Between the line containing "pub async fn" and the line containing "axum::serve(listener, router(state))" lies a run of lines; give that run again exactly, with both of those lines, and nothing else from the entries below.

*** Block opens ***

use anyhow::Context;
use axum::extract::{Query, State};
use axum::http::StatusCode;
use axum::response::{IntoResponse, Json, Response};
use axum::routing::{get, post};
use axum::Router;
use serde::{Deserialize, Serialize};
use std::net::SocketAddr;
use std::sync::Arc;
use tokio::net::TcpListener;
use tokio::sync::watch;
use tracing::{error, info};

use crate::db::Db;
use crate::engine::{DecisionEngine, Estimate};
use crate::state::SharedState;

const DEFAULT_HISTORY: i64 = 50;
const MAX_HISTORY: i64 = 500;

/// Everything the handlers need, passed explicitly.
#[derive(Clone)]
pub struct AppState {
    pub engine: Arc<DecisionEngine>,
    pub shared: SharedState,
    pub db: Db,
}

// ---------------------------------------------------------------------------
// Routes
// ---------------------------------------------------------------------------

pub fn router(state: AppState) -> Router {
    Router::new()
        .route("/api/status", get(api_status))
        .route("/api/sensor-data", get(api_sensor_data))
        .route("/api/predict", post(api_predict))
        .route("/api/history", get(api_history))
        .with_state(state)
}

#[derive(Serialize)]
struct ErrorBody {
    error: String,
}

fn error_response(status: StatusCode, error: String) -> Response {
    (status, Json(ErrorBody { error })).into_response()
}

async fn api_status(State(state): State<AppState>) -> impl IntoResponse {
    let st = state.shared.read().await;
    Json(st.to_status())
}

async fn api_sensor_data(State(state): State<AppState>) -> Response {
    match state.engine.latest_sensor_snapshot().await {
        Ok(reading) => Json(reading).into_response(),
        Err(e) => error_response(StatusCode::SERVICE_UNAVAILABLE, e.to_string()),
    }
}

#[derive(Debug, Default, Deserialize)]
struct PredictRequest {
    soil_moisture: Option<f64>,
    temperature: Option<f64>,
    humidity: Option<f64>,
    rain_sensor: Option<f64>,
}

#[derive(Serialize)]
struct PredictResponse {
    crop_id: String,
    #[serde(flatten)]
    estimate: Estimate,
}

async fn api_predict(
    State(state): State<AppState>,
    Json(req): Json<PredictRequest>,
) -> impl IntoResponse {
    let estimate = state
        .engine
        .predict_for_request(
            req.soil_moisture.unwrap_or(50.0),
            req.temperature.unwrap_or(25.0),
            req.humidity.unwrap_or(60.0),
            req.rain_sensor.unwrap_or(0.0),
        )
        .await;
    Json(PredictResponse {
        crop_id: state.engine.crop_id().to_string(),
        estimate,
    })
}

#[derive(Debug, Deserialize)]
struct HistoryQuery {
    limit: Option<i64>,
}

async fn api_history(State(state): State<AppState>, Query(q): Query<HistoryQuery>) -> Response {
    let limit = q.limit.unwrap_or(DEFAULT_HISTORY).clamp(1, MAX_HISTORY);
    match state.db.recent_decisions(limit).await {
        Ok(records) => Json(records).into_response(),
        Err(e) => {
            error!("history query failed: {e:#}");
            error_response(StatusCode::INTERNAL_SERVER_ERROR, "history unavailable".into())
        }
    }
}

// ---------------------------------------------------------------------------
// Server entry-point
// ---------------------------------------------------------------------------

/// Serve until `stop` turns true.
pub async fn serve(state: AppState, port: u16, mut stop: watch::Receiver<bool>) -> anyhow::Result<()> {
    let addr = SocketAddr::from(([0, 0, 0, 0], port));
    let listener = TcpListener::bind(addr)
        .await
        .with_context(|| format!("failed to bind web port {port}"))?;

    info!("api listening on http://{addr}");

    axum::serve(listener, router(state))
        .with_graceful_shutdown(async move {
            while !*stop.borrow() {
                if stop.changed().await.is_err() {
                    break;
                }
            }
        })
        .await
        .context("web server error")
}

#[cfg(test)]
mod tests {
    use super::*;
    use axum::body::Body;
    use axum::http::Request;
    use http_body_util::BodyExt;
    use serde_json::Value;
    use tower::ServiceExt;

    use crate::decision::{CommandStatus, DecisionRecord, PredictionMode};
    use crate::forecast::ForecastResult;
    use crate::ports::CycleLog;
    use crate::testing::{Harness, WHEAT_READING};

    async fn app(h: &Harness) -> (Router, Db) {
        let db = Db::connect("sqlite::memory:").await.unwrap();
        db.migrate().await.unwrap();
        let state = AppState {
            engine: Arc::new(h.engine()),
            shared: h.shared.clone(),
            db: db.clone(),
        };
        (router(state), db)
    }

    async fn call(app: Router, req: Request<Body>) -> (StatusCode, Value) {
        let res = app.oneshot(req).await.unwrap();
        let status = res.status();
        let bytes = res.into_body().collect().await.unwrap().to_bytes();
        (status, serde_json::from_slice(&bytes).unwrap())
    }

    fn get(uri: &str) -> Request<Body> {
        Request::builder().uri(uri).body(Body::empty()).unwrap()
    }

    fn post_json(uri: &str, body: &str) -> Request<Body> {
        Request::builder()
            .method("POST")
            .uri(uri)
            .header("content-type", "application/json")
            .body(Body::from(body.to_string()))
            .unwrap()
    }

    #[tokio::test]
    async fn status_reports_crop_and_events() {
        let h = Harness::new();
        h.shared.write().await.record_system("hub started".into());
        let (app, _db) = app(&h).await;

        let (status, json) = call(app, get("/api/status")).await;
        assert_eq!(status, StatusCode::OK);
        assert_eq!(json["crop_id"], "wheat");
        assert_eq!(json["mqtt_connected"], false);
        assert_eq!(json["events"][0]["detail"], "hub started");
    }

    #[tokio::test]
    async fn sensor_data_passes_through() {
        let h = Harness::new();
        let (app, _db) = app(&h).await;

        let (status, json) = call(app, get("/api/sensor-data")).await;
        assert_eq!(status, StatusCode::OK);
        assert_eq!(json["soil_moisture"], WHEAT_READING.soil_moisture);
    }

    #[tokio::test]
    async fn sensor_data_unavailable_is_503() {
        let h = Harness::new();
        h.gateway.make_unavailable();
        let (app, _db) = app(&h).await;

        let (status, json) = call(app, get("/api/sensor-data")).await;
        assert_eq!(status, StatusCode::SERVICE_UNAVAILABLE);
        assert!(json["error"].as_str().unwrap().contains("no reading"));
    }

    #[tokio::test]
    async fn predict_uses_supplied_values() {
        let h = Harness::new();
        let (app, _db) = app(&h).await;

        let body = r#"{"soil_moisture":50,"temperature":30,"humidity":50,"rain_sensor":0}"#;
        let (status, json) = call(app, post_json("/api/predict", body)).await;
        assert_eq!(status, StatusCode::OK);
        assert_eq!(json["volume"], 11.0);
        assert_eq!(json["mode"], "fallback");
        assert_eq!(json["forecast"]["success"], false);
        assert_eq!(json["crop_id"], "wheat");
    }

    #[tokio::test]
    async fn predict_defaults_missing_fields() {
        let h = Harness::new();
        let (app, _db) = app(&h).await;

        // 50/25/60/0: (60-50)*0.6 - (60-50)*0.1 + 5 = 10
        let (status, json) = call(app, post_json("/api/predict", "{}")).await;
        assert_eq!(status, StatusCode::OK);
        assert!((json["volume"].as_f64().unwrap() - 10.0).abs() < 1e-9);
    }

    #[tokio::test]
    async fn predict_does_not_command_or_log() {
        let h = Harness::new();
        let (app, db) = app(&h).await;
        call(app, post_json("/api/predict", "{}")).await;
        assert!(h.gateway.commands().is_empty());
        assert_eq!(db.count_decisions().await.unwrap(), 0);
    }

    #[tokio::test]
    async fn history_newest_first_with_limit() {
        let h = Harness::new();
        let (app, db) = app(&h).await;
        for v in [1.0, 2.0, 3.0] {
            let rec = DecisionRecord::new(
                &WHEAT_READING,
                &ForecastResult::unavailable(),
                v,
                PredictionMode::Fallback,
                "wheat",
                CommandStatus::Sent,
            );
            db.append(&rec).await.unwrap();
        }

        let (status, json) = call(app, get("/api/history?limit=2")).await;
        assert_eq!(status, StatusCode::OK);
        let items = json.as_array().unwrap();
        assert_eq!(items.len(), 2);
        assert_eq!(items[0]["water_volume"], 3.0);
        assert_eq!(items[0]["mode"], "fallback");
        assert_eq!(items[0]["command"], "sent");
    }

    #[tokio::test]
    async fn history_without_limit_is_empty_list() {
        let h = Harness::new();
        let (app, _db) = app(&h).await;
        let (status, json) = call(app, get("/api/history")).await;
        assert_eq!(status, StatusCode::OK);
        assert_eq!(json, Value::Array(vec![]));
    }
}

*** Block closes ***

* RESULT OF THIS EXERCISE:
pub async fn serve(state: AppState, port: u16, mut stop: watch::Receiver<bool>) -> anyhow::Result<()> {
    let addr = SocketAddr::from(([0, 0, 0, 0], port));
    let listener = TcpListener::bind(addr)
        .await
        .with_context(|| format!("failed to bind web port {port}"))?;

    info!("api listening on http://{addr}");

    axum::serve(listener, router(state))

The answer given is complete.